Até ontem, o Brasil era um país onde apenas biografias chapa-branca tinham vez. Felizmente isso mudou: prevaleceu o bom senso no Supremo Tribunal Federal, que por nove votos a zero aprovou o fim da mordaça, eliminando a exigência de autorização prévia de biografados ou herdeiros para o lançamento de livros ou obras audiovisuais. Triste é constatar que, do lado dos que sofreram a derrota acachapante, estão intelectuais e artistas que, por sua própria história de vida, deveriam se opor a qualquer forma de censura, como Chico Buarque e Caetano Veloso.

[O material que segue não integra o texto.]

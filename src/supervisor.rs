//! Wires the store, upload queue, transcriber, per-key watchers, and status reporter
//! together and runs them until told to stop.
//!
//! Grounded on `stream_watcher.py::StreamWatcher.start`/`stop` (task stagger, 30 s hard
//! transcriber-join deadline) combined with this codebase's `shutdown_signal` convention.

use std::path::PathBuf;
use std::sync::Arc;
use std::time::Duration;

use tokio::task::JoinHandle;
use tracing::{info, warn};

use crate::asr::WhisperAsr;
use crate::config::Config;
use crate::downloader::{Downloader, YtDlpDownloader};
use crate::muxer::{FfmpegMuxer, Muxer};
use crate::probe::{Probe, YtDlpProbe};
use crate::relay::RelayClient;
use crate::shutdown::{Shutdown, ShutdownSignal};
use crate::status;
use crate::store::Store;
use crate::transcriber::Transcriber;
use crate::types::Chunk;
use crate::upload_queue::UploadQueue;
use crate::watcher::Watcher;

const STAGGER_BETWEEN_WATCHERS: Duration = Duration::from_millis(1200);
const TRANSCRIBER_JOIN_DEADLINE: Duration = Duration::from_secs(30);
const UPLOAD_DRAIN_TIMEOUT: Duration = Duration::from_secs(30);

pub struct Supervisor {
    config: Config,
}

impl Supervisor {
    pub fn new(config: Config) -> Self {
        Self { config }
    }

    /// Bootstrap every service and run until `stop` fires, then drain gracefully.
    pub async fn run(&self, stop: Shutdown, stop_signal: ShutdownSignal) -> anyhow::Result<()> {
        let relay = if self.config.server.enabled {
            Some(RelayClient::new(
                self.config.server.url.clone(),
                self.config.server.api_key.clone(),
            ))
        } else {
            None
        };

        let keys: Vec<String> = self
            .config
            .active_streamers()
            .map(|s| s.key.clone())
            .collect();

        let upload_queue = Arc::new(UploadQueue::new(
            self.config.data_dir.clone(),
            keys.clone(),
            relay.clone().map(Arc::new),
        ));
        let store = Arc::new(Store::new(
            self.config.data_dir.clone(),
            relay.clone(),
            upload_queue.clone(),
        ));

        for key in &keys {
            store.create_paths(key).await?;
        }

        let asr = Arc::new(WhisperAsr::new(
            PathBuf::from(&self.config.transcription.model),
            self.config.transcription.vad_model.clone(),
        ));
        if self.config.transcription.vad_model.is_none() {
            warn!("no transcription.vad_model configured; running without a VAD pre-filter");
        }

        let (chunk_tx, chunk_rx) = tokio::sync::mpsc::unbounded_channel::<Chunk>();

        let transcriber = Transcriber::new(asr, store.clone());
        let transcriber_stop = stop_signal.clone();
        let transcriber_handle: JoinHandle<()> =
            tokio::spawn(async move { transcriber.run(chunk_rx, transcriber_stop).await });

        let upload_worker_stop = stop_signal.clone();
        let upload_worker_queue = upload_queue.clone();
        let upload_worker_handle = tokio::spawn(async move {
            upload_worker_queue.run_worker(upload_worker_stop).await;
        });

        let downloader: Arc<dyn Downloader> = Arc::new(YtDlpDownloader::new("yt-dlp"));
        let muxer: Arc<dyn Muxer> = Arc::new(FfmpegMuxer::new("ffmpeg"));
        let probe: Arc<dyn Probe> = Arc::new(YtDlpProbe::new("yt-dlp"));

        let mut watcher_handles = Vec::new();
        for streamer in self.config.active_streamers() {
            let watcher = Watcher {
                key: streamer.key.clone(),
                urls: streamer.urls.clone(),
                configured_media_type: streamer.media_type,
                probe: probe.clone(),
                downloader: downloader.clone(),
                muxer: muxer.clone(),
                store: store.clone(),
                chunk_tx: chunk_tx.clone(),
                buffer_size_seconds: self.config.server.buffer_size_seconds,
                seconds_between_channel_retry: self.config.server.seconds_between_channel_retry,
                data_dir: self.config.data_dir.clone(),
                id_blacklist: self.config.id_blacklist.clone(),
            };
            let watcher_stop = stop_signal.clone();
            watcher_handles.push(tokio::spawn(async move { watcher.run(watcher_stop).await }));
            tokio::time::sleep(STAGGER_BETWEEN_WATCHERS).await;
        }

        let status_handle = relay.clone().map(|relay| {
            let keys = keys.clone();
            let status_stop = stop_signal.clone();
            tokio::spawn(async move {
                status::run(
                    &relay,
                    env!("CARGO_PKG_VERSION").to_owned(),
                    std::env::var("BUILD_DATE").unwrap_or_else(|_| "unknown".to_owned()),
                    keys,
                    status_stop,
                )
                .await;
            })
        });

        drop(chunk_tx);

        let mut signal = stop_signal;
        signal.cancelled().await;
        info!("shutdown requested, draining");
        stop.trigger();

        for handle in watcher_handles {
            let _ = handle.await;
        }

        if tokio::time::timeout(TRANSCRIBER_JOIN_DEADLINE, transcriber_handle)
            .await
            .is_err()
        {
            warn!("transcriber did not finish within the shutdown deadline");
        }

        upload_queue.wait_for_uploads(UPLOAD_DRAIN_TIMEOUT).await;
        let _ = upload_worker_handle.await;

        if let Some(handle) = status_handle {
            let _ = handle.await;
        }

        info!("shutdown complete");
        Ok(())
    }
}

Não foi sem razão que o americano Jon Lee Anderson, autor de uma ambiciosa biografia de Che Guevara, declarou, em 2013, que nossa legislação nessa área aproximava o Brasil de países como Irã, Rússia, China, Cuba, Sudão, Zimbábue, Síria e Arábia Saudita. Porque, nas democracias avançadas, esse debate já foi superado há muito tempo. Nos Estados Unidos, França, Reino Unido e Espanha, não há qualquer restrição prévia à publicação de biografias não-autorizadas. Até em Portugal o Código Civil determina que, no caso de o personagem ser uma pessoa pública, não é necessária autorização.

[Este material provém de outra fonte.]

use anyhow::{Context, Result};
use serde::Serialize;
use whisper_rs::{FullParams, SamplingStrategy, WhisperContext, WhisperSegment, WhisperState};

#[derive(Debug, Serialize, Clone)]
pub struct Segment {
    pub start_seconds: f32,
    pub end_seconds: f32,
    pub text: String,
    pub language_code: String,
}

pub fn get_segments(ctx: &WhisperContext, samples: &mut [f32]) -> Result<Vec<Segment>> {
    let state = process(ctx, samples)?;
    let mut segments: Vec<Segment> = Vec::new();
    for segment in state.as_iter() {
        let s = get_segment(segment)?;
        segments.push(s);
    }

    Ok(segments)
}

pub fn get_segment(segment: WhisperSegment) -> Result<Segment> {
    // ms → seconds (whisper timestamps are ms)
    let start_sec = segment.start_timestamp() as f32 / 1000.0;
    let end_sec = segment.end_timestamp() as f32 / 1000.0;
    let text = segment
        .to_str() // Result<&str, WhisperError>
        .context("failed to get segment text")? // -> &str or bail
        .to_owned(); // &str -> String

    let s = Segment {
        start_seconds: start_sec,
        end_seconds: end_sec,
        text,
        language_code: "none".to_owned(),
    };

    Ok(s)
}

fn get_params() -> FullParams<'static, 'static> {
    let mut params = FullParams::new(SamplingStrategy::BeamSearch {
        beam_size: 5,
        patience: 1.0,
    });

    params.set_n_threads(num_cpus::get() as i32);
    params.set_translate(false);
    params.set_language(None);
    params.set_no_context(true);
    params.set_single_segment(false);
    params.set_print_progress(false);
    params.set_print_special(false);
    params.set_print_realtime(false);
    params.set_print_timestamps(false);
    return params;
}

fn process(ctx: &WhisperContext, samples: &mut [f32]) -> Result<WhisperState> {
    let params = get_params();

    // create_state() already returns a Result, so propagate using ? instead of expect()
    let mut state = ctx
        .create_state()
        .context("failed to create whisper state")?;

    // whisper_rs::WhisperState::full() returns Result<(), WhisperError>
    // so again, propagate properly using ?
    state
        .full(params, samples)
        .context("failed to run whisper full()")?;

    Ok(state)
}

Em todos esses países, naturalmente, caso o biografado se sinta prejudicado ou caluniado pela obra, pode recorrer à Justiça – mas sempre após o lançamento. E o autor deve estar preparado para arcar com as consequências, caso tenha ultrapassado as fronteiras da ética. Simples assim.
É falsa a oposição entre liberdade de expressão e direito à privacidade, que não são direitos excludentes. A rigor, a qualificação “não-autorizada” significa apenas que a biografia foi escrita sem a aprovação ou parceria do biografado. Mas dificilmente uma biografia investigativa séria sobre personagens polêmicos contará com essa aprovação. É óbvio que qualquer pessoa pública com algo a esconder sempre se oporá a uma pesquisa séria sobre a sua vida.

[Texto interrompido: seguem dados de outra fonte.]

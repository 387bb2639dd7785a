//! Whisper-backed transcription with lazy load / idle unload.
//!
//! Unlike the one-shot command-line tool this is adapted from, the watcher holds a model
//! in memory for as long as any key is actively streaming and releases it after a period
//! of inactivity, since a live-stream worker may sit idle for long stretches between
//! segments.

pub mod ctx;
pub mod logging;
pub mod segments;
pub mod vad;

use std::path::PathBuf;
use std::time::{Duration, Instant};

use anyhow::{Context, Result};
use tokio::sync::Mutex;
use tracing::{debug, info};
use whisper_rs::{WhisperContext, WhisperVadContext, WhisperVadContextParams};

pub use segments::Segment;

/// How long the model may sit unused before [`WhisperAsr::unload_if_idle`] drops it.
pub const IDLE_UNLOAD_AFTER: Duration = Duration::from_secs(10 * 60);

struct Loaded {
    ctx: WhisperContext,
    vad: Option<WhisperVadContext>,
    last_used: Instant,
}

/// Lazily-loaded Whisper model plus an optional VAD pre-filter.
pub struct WhisperAsr {
    model_path: PathBuf,
    vad_model_path: Option<PathBuf>,
    state: Mutex<Option<Loaded>>,
}

impl WhisperAsr {
    pub fn new(model_path: PathBuf, vad_model_path: Option<PathBuf>) -> Self {
        Self {
            model_path,
            vad_model_path,
            state: Mutex::new(None),
        }
    }

    /// Run transcription on mono 16 kHz `samples`. Loads the model on first use.
    ///
    /// Segments shorter than the caller's own duration gate are the caller's concern; this
    /// always transcribes whatever it's handed.
    pub async fn transcribe(&self, samples: &mut Vec<f32>) -> Result<Vec<Segment>> {
        let mut guard = self.state.lock().await;
        self.ensure_loaded(&mut guard)?;

        let loaded = guard.as_mut().expect("ensure_loaded populates state");
        loaded.last_used = Instant::now();

        if let Some(vad) = loaded.vad.as_mut() {
            match vad::to_speech_only(vad, crate::audio::TARGET_SAMPLE_RATE_HZ, samples) {
                Ok(true) => {}
                Ok(false) => return Ok(Vec::new()),
                Err(err) => {
                    debug!(%err, "VAD pre-filter failed, transcribing full buffer");
                }
            }
        }

        segments::get_segments(&loaded.ctx, samples)
    }

    fn ensure_loaded(&self, guard: &mut Option<Loaded>) -> Result<()> {
        if guard.is_some() {
            return Ok(());
        }

        let model_path = self
            .model_path
            .to_str()
            .context("model path is not valid UTF-8")?;
        let whisper_ctx = ctx::get_context(model_path)?;

        let vad = match &self.vad_model_path {
            Some(path) => {
                let path = path.to_str().context("VAD model path is not valid UTF-8")?;
                match WhisperVadContext::new(path, WhisperVadContextParams::default()) {
                    Ok(vad) => Some(vad),
                    Err(err) => {
                        tracing::warn!(%err, "failed to load VAD model, continuing without it");
                        None
                    }
                }
            }
            None => None,
        };

        info!(model = model_path, "whisper model loaded");
        *guard = Some(Loaded {
            ctx: whisper_ctx,
            vad,
            last_used: Instant::now(),
        });
        Ok(())
    }

    /// Drop the loaded model if it has been idle for at least [`IDLE_UNLOAD_AFTER`].
    pub async fn unload_if_idle(&self) {
        let mut guard = self.state.lock().await;
        let Some(loaded) = guard.as_ref() else {
            return;
        };

        if loaded.last_used.elapsed() >= IDLE_UNLOAD_AFTER {
            *guard = None;
            info!("whisper model unloaded after idle timeout");
        }
    }

    #[cfg(test)]
    pub async fn is_loaded(&self) -> bool {
        self.state.lock().await.is_some()
    }
}

#[cfg(test)]
mod tests {
    use super::*;

    #[tokio::test]
    async fn unload_if_idle_is_noop_when_nothing_loaded() {
        let asr = WhisperAsr::new(PathBuf::from("/nonexistent/model.bin"), None);
        asr.unload_if_idle().await;
        assert!(!asr.is_loaded().await);
    }
}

Na França um caso exemplar foi o do ex-diretor do FMI, Dominique Strauss-Kahn, que pediu – sem sucesso – a interdição judicial do romance em que Marcela Iacub evocava o caso amoroso que tiveram. Já no Brasil o cantor Roberto Carlos conseguiu proibir a circulação da biografia escrita por Paulo Cesar Araújo, e a editora Planeta teve que recolher toda a tiragem das livrarias. Na política, outra figura pública que se posicionou contra a liberação das biografias não-autorizadas foi José Dirceu. Por que será?
Celebridades brasileiras gostam muito do bônus, mas abominam o ônus da fama. Mas é direito dos cidadãos ter acesso a informações obtidas de forma independente sobre aqueles que admiram, sustentam e elegem. Tem toda razão, portanto, o presidente da OAB, Marcus Vinícius Coelho, que assim se manifestou durante o julgamento no Supremo: "Quando somente a opinião oficial pode ser divulgada ou defendida e se privam dessa liberdade as opiniões discordantes ou minoritárias, enclausura-se a sociedade em uma redoma que retira oxigênio da democracia e por consequência aumenta-se o risco de ter um povo dirigido, escravo dos governantes e da mídia, uma massa de manobra sem liberdade”.